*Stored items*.
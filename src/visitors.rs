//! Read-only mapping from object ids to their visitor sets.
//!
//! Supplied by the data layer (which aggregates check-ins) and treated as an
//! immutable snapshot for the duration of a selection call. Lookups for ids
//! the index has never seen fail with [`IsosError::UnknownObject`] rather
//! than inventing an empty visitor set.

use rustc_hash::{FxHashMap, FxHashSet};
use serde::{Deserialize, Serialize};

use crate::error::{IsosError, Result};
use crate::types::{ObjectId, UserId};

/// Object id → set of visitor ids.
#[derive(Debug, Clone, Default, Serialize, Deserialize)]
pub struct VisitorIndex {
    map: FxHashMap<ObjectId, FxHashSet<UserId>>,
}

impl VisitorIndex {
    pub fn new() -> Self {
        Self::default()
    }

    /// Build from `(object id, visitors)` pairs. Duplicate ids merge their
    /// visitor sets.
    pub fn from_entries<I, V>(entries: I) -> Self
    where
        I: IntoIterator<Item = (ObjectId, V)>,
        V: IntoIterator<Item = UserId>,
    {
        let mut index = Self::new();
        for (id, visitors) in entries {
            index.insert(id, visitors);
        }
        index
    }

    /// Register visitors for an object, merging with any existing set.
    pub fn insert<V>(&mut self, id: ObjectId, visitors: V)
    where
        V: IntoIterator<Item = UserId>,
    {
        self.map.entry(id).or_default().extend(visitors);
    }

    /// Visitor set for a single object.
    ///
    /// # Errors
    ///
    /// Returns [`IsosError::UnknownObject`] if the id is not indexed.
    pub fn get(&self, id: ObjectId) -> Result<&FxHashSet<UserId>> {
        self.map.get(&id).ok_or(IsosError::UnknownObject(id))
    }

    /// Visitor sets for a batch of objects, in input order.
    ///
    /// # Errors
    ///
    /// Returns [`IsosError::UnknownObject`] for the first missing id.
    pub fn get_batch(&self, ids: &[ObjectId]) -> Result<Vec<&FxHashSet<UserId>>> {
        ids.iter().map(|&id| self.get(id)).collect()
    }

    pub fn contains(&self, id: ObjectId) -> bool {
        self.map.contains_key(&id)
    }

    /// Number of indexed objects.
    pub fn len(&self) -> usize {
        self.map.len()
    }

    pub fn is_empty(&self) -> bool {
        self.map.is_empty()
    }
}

...

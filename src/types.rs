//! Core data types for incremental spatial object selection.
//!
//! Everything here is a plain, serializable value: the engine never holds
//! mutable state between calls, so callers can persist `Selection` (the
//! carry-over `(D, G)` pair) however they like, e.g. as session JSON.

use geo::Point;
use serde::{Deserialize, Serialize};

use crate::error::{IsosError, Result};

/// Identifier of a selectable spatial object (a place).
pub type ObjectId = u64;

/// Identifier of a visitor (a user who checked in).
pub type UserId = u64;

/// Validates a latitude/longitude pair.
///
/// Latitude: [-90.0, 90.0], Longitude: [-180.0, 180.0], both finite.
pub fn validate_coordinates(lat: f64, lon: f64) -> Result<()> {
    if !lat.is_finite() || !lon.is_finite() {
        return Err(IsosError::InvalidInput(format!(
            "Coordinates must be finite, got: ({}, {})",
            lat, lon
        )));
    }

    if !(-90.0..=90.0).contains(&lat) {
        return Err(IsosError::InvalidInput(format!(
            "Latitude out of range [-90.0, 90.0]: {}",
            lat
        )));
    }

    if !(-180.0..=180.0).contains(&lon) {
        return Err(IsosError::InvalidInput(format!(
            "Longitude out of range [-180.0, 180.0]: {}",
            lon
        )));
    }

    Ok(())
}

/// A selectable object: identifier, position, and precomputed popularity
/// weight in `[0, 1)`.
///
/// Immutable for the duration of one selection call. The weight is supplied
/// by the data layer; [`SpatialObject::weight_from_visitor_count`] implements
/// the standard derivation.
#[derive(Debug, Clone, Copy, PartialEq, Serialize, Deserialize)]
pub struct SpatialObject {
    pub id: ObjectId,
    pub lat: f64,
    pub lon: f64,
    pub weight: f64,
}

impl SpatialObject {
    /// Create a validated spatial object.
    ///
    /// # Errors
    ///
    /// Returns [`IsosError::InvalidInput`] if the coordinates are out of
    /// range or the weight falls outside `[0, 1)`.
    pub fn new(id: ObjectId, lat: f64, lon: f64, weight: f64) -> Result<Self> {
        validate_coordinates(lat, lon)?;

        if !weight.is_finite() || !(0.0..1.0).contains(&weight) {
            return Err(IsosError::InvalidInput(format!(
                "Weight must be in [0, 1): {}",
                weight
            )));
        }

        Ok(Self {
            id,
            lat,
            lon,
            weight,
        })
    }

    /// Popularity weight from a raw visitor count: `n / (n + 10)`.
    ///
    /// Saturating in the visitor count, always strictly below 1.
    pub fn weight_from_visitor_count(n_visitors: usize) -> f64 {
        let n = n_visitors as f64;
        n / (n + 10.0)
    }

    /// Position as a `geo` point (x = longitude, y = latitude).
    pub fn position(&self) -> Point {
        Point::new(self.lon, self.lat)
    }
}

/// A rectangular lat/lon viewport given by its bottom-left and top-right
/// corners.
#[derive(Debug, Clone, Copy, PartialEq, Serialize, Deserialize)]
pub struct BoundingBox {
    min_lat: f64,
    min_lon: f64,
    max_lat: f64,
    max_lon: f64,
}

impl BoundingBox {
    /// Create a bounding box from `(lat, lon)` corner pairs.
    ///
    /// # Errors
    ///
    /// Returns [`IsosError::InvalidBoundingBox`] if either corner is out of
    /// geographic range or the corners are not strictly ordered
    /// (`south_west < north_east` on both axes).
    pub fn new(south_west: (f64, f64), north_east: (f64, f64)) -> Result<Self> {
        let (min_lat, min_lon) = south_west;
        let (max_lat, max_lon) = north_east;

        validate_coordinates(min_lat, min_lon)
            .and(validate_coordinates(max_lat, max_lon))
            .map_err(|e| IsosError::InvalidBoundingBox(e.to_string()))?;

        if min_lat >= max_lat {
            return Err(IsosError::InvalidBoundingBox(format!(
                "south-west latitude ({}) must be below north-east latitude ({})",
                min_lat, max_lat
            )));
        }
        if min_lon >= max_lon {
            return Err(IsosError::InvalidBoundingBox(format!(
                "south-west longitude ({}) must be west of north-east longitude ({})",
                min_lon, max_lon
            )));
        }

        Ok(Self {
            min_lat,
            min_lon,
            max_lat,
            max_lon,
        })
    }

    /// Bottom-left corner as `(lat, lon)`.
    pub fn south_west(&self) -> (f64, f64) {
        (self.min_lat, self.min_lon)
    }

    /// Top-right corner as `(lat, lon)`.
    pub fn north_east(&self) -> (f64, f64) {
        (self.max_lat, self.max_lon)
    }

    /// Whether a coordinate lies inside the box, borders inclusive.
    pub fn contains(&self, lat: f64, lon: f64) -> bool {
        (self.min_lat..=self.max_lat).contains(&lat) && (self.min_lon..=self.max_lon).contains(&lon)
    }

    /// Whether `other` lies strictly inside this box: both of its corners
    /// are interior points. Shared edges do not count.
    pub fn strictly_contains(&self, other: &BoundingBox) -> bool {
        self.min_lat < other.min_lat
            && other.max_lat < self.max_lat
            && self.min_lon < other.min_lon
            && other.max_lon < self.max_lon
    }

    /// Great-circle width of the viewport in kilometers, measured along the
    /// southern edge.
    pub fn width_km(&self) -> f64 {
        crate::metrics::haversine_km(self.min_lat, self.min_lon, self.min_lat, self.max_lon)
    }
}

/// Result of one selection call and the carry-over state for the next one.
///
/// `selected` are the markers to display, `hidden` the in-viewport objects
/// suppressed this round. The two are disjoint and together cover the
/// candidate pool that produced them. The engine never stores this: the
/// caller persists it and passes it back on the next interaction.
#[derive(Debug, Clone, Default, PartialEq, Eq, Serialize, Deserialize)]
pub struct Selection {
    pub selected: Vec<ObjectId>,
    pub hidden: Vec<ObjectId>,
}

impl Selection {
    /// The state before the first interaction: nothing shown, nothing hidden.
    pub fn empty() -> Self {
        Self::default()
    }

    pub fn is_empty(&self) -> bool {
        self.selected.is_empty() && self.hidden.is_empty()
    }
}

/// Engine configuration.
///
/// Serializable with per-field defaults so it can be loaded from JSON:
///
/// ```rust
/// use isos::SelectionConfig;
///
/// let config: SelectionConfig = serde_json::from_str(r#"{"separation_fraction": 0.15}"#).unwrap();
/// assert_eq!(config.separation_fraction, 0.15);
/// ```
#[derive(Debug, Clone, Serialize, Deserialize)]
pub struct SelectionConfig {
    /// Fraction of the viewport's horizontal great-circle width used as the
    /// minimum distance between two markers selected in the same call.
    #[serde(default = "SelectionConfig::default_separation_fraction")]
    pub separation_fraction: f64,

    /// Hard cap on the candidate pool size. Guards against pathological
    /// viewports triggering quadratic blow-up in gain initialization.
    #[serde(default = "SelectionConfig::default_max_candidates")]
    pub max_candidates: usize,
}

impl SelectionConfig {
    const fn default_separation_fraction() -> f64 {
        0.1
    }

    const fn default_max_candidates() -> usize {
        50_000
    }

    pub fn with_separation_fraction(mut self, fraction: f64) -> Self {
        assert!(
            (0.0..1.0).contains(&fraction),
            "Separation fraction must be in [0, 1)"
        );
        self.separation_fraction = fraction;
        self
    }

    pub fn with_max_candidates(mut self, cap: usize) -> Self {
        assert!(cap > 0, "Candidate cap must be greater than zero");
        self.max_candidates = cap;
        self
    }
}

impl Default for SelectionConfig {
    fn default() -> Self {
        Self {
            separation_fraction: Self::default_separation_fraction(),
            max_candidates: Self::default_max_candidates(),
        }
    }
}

*AIM OF THE EXERCISE*.
An exact, complete copy of the lines above from the one with "pub fn strictly_contains(&self, other: &BoundingBox)" through the one with "the next interaction." is the whole answer.

*TASK ANSWER*.
    pub fn strictly_contains(&self, other: &BoundingBox) -> bool {
        self.min_lat < other.min_lat
            && other.max_lat < self.max_lat
            && self.min_lon < other.min_lon
            && other.max_lon < self.max_lon
    }

    /// Great-circle width of the viewport in kilometers, measured along the
    /// southern edge.
    pub fn width_km(&self) -> f64 {
        crate::metrics::haversine_km(self.min_lat, self.min_lon, self.min_lat, self.max_lon)
    }
}

/// Result of one selection call and the carry-over state for the next one.
///
/// `selected` are the markers to display, `hidden` the in-viewport objects
/// suppressed this round. The two are disjoint and together cover the
/// candidate pool that produced them. The engine never stores this: the
/// caller persists it and passes it back on the next interaction.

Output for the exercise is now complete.